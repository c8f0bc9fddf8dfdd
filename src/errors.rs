//! Error taxonomy for claim encoding and channel sessions.
//!
//! Every violation is raised synchronously at the point of detection and
//! names the offending values. Nothing here is retried or recovered
//! locally; collaborator failures surface through [`ClaimError::Ledger`]
//! and [`ClaimError::Signing`] and are fatal to the operation in flight.

/// Result type for claim operations.
pub type Result<T> = std::result::Result<T, ClaimError>;

/// Errors produced by claim encoding and channel session management.
#[derive(thiserror::Error, Debug)]
pub enum ClaimError {
    /// Channel identifier was not valid hex or did not decode to 32 bytes.
    #[error("invalid channel id: {0}")]
    InvalidChannelId(String),
    /// Amount string was not a base-10 integer representable in 64 bits.
    #[error("invalid amount format: {0}")]
    InvalidAmountFormat(String),
    /// Amount string parsed as an integer below zero.
    #[error("amount cannot be negative: {0}")]
    NegativeAmount(String),
    /// No open channel exists between the account and the destination.
    #[error("no open payment channel from {account} to {destination}")]
    ChannelNotFound {
        account: String,
        destination: String,
    },
    /// Requested authorization exceeds the channel's deposited total.
    #[error("requested auth {requested} exceeds channel capacity {capacity}")]
    AuthorizationExceedsCapacity { requested: u64, capacity: u64 },
    /// Ledger collaborator failure (connection, query, or submission).
    #[error("ledger error: {0}")]
    Ledger(String),
    /// Wallet collaborator failure while signing.
    #[error("signing error: {0}")]
    Signing(String),
    /// Claim envelope could not be serialized or decoded.
    #[error("serialization error: {0}")]
    Serialization(String),
}

impl From<serde_json::Error> for ClaimError {
    fn from(e: serde_json::Error) -> Self {
        ClaimError::Serialization(e.to_string())
    }
}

# # #

A single number is the whole answer: how many lines in the listing contain "Result"?

• **Task output**: 2